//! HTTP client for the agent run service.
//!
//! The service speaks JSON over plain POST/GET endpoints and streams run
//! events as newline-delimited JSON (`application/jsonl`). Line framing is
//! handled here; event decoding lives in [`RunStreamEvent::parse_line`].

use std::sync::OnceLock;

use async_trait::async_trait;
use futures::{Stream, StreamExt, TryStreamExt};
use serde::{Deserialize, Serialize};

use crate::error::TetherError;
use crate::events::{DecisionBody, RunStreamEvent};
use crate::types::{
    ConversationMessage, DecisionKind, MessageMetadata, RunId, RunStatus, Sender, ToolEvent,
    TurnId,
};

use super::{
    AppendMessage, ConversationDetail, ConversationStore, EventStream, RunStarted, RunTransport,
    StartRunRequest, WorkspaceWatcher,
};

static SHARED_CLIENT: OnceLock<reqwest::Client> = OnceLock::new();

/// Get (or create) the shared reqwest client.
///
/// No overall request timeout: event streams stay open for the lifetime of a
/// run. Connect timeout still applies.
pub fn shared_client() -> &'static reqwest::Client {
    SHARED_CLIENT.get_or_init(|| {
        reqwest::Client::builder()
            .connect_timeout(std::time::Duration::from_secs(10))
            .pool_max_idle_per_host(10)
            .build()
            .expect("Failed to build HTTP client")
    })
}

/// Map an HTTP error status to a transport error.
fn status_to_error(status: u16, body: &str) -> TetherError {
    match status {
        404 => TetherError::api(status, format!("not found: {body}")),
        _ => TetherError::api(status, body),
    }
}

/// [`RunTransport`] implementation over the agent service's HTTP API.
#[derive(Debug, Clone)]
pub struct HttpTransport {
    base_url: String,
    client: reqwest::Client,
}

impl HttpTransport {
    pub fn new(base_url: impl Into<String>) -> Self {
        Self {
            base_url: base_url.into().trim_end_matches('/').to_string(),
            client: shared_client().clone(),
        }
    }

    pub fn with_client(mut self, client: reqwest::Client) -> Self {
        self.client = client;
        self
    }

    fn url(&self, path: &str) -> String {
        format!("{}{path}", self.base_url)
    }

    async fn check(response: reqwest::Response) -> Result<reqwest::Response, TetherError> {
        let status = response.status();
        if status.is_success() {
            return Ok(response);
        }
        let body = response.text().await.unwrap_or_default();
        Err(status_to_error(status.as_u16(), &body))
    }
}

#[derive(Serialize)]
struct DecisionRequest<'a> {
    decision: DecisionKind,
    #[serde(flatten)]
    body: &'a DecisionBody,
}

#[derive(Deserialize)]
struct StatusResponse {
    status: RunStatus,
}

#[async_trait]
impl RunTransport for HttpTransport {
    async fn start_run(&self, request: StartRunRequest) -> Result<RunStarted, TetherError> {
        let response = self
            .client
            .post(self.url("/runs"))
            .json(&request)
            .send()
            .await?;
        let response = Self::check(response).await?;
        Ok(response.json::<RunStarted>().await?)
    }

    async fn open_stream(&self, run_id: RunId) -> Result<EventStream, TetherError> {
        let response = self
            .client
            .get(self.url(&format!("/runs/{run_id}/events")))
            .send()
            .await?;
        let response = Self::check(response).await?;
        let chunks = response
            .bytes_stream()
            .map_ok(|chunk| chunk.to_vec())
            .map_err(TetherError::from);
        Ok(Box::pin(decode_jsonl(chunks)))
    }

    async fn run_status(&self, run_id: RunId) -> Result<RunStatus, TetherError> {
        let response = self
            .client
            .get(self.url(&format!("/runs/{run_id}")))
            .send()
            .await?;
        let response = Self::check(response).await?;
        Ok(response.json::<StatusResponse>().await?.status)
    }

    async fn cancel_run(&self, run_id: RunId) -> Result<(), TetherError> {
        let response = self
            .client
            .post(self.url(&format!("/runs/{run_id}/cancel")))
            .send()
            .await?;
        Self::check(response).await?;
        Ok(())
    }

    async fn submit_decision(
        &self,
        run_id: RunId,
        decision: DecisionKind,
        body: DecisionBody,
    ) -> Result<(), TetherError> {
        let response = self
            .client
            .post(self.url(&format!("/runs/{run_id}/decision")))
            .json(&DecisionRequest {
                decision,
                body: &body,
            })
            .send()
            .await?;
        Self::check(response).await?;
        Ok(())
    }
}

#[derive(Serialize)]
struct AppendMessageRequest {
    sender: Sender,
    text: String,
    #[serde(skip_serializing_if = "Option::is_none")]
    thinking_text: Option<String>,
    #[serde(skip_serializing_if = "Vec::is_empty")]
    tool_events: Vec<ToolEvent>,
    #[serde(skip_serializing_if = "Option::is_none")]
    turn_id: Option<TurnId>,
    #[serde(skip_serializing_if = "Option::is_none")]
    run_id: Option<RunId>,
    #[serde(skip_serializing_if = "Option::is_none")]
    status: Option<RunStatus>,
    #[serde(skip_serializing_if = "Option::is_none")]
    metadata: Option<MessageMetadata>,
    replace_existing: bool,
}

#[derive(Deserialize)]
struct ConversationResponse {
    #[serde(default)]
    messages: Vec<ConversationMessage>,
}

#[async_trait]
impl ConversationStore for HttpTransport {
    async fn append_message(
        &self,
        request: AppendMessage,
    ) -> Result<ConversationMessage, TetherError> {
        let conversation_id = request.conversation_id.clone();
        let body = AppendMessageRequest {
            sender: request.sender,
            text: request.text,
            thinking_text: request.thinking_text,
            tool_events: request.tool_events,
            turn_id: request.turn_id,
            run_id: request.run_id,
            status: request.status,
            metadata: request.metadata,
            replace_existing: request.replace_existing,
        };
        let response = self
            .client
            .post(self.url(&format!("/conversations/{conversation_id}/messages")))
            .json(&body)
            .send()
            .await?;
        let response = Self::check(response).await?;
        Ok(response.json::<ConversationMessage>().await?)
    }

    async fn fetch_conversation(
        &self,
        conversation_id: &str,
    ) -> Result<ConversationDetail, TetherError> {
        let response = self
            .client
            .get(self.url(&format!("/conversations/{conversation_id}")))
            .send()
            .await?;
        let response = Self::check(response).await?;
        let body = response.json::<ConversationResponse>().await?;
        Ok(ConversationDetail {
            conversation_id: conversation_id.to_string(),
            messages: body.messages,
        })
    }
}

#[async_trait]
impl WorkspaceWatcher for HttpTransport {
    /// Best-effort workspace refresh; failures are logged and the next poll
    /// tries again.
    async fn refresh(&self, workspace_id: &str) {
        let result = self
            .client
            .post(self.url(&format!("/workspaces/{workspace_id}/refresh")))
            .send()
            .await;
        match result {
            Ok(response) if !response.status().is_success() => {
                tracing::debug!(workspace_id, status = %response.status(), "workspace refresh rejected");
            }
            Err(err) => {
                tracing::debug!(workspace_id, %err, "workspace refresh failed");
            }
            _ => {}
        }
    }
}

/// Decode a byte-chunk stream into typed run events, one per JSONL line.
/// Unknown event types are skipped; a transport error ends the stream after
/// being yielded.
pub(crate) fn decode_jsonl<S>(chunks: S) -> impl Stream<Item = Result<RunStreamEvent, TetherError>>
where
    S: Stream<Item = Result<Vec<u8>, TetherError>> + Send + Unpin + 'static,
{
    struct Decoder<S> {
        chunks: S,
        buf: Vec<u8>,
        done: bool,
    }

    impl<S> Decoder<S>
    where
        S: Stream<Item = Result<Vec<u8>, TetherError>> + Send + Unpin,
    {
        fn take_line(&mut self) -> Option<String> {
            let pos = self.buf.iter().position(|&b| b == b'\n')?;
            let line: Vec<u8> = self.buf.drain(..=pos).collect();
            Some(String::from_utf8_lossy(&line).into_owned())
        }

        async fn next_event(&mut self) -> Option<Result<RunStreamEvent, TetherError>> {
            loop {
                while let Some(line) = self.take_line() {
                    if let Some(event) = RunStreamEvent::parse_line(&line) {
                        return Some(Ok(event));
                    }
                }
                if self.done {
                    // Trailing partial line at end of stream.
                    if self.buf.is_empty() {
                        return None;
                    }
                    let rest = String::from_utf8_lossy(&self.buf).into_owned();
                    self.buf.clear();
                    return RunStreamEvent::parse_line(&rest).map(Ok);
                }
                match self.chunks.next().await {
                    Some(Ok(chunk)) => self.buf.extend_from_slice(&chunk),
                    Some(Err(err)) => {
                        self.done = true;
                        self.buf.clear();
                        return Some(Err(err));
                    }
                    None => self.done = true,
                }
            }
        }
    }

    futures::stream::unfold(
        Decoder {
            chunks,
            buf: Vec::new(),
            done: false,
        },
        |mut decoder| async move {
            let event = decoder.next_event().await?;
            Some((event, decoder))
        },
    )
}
######
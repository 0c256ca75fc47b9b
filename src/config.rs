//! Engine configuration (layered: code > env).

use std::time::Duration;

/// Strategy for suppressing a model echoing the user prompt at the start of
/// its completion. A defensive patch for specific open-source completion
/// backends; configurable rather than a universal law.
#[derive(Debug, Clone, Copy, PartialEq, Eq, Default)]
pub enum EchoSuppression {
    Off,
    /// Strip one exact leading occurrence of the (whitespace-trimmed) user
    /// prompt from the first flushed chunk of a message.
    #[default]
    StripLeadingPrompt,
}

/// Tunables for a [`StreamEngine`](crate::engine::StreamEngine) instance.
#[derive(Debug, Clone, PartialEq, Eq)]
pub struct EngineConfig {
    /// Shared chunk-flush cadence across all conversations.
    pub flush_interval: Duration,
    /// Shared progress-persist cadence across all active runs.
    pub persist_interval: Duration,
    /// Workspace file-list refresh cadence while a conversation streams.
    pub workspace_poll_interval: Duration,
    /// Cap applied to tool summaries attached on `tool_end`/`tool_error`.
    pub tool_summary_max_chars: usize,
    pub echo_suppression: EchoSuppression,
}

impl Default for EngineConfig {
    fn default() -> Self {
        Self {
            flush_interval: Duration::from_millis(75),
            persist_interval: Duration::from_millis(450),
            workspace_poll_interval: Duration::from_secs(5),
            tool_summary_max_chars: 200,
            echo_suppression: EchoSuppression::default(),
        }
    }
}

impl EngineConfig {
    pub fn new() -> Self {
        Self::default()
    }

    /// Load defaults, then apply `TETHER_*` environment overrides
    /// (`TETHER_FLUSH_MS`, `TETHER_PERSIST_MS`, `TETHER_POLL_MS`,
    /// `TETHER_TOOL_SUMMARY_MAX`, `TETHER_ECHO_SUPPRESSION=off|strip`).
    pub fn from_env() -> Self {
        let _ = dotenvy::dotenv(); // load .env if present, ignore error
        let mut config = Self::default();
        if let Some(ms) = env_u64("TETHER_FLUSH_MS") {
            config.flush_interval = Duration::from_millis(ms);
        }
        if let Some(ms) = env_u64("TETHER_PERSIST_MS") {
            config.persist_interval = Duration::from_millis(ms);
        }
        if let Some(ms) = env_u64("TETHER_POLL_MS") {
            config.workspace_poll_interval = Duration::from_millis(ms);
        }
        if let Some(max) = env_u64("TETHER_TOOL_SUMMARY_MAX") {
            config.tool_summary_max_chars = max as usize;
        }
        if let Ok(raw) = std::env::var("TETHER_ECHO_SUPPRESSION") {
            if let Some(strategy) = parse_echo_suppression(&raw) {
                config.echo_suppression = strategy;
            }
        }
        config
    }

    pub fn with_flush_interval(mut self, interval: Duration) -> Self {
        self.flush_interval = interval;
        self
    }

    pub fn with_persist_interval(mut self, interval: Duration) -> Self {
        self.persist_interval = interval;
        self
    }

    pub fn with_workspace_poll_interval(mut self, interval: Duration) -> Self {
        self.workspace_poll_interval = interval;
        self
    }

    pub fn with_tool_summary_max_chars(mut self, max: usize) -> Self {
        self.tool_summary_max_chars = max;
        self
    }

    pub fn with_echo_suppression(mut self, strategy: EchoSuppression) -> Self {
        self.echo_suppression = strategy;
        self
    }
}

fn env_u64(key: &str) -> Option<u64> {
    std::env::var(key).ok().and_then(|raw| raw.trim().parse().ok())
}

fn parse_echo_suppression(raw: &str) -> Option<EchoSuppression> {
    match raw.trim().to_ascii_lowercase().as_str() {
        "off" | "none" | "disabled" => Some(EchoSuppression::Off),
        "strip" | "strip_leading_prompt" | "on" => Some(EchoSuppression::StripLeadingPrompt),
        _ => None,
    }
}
######
WHAT IS EXPECTED => The expected answer is an exact copy of the lines above, beginning at the line with "async fn check(response: reqwest::Response)" and ending at the line with "let body = response.text().await.unwrap_or_default();", with both ends in.

RESULT OF THE TASK =>
    async fn check(response: reqwest::Response) -> Result<reqwest::Response, TetherError> {
        let status = response.status();
        if status.is_success() {
            return Ok(response);
        }
        let body = response.text().await.unwrap_or_default();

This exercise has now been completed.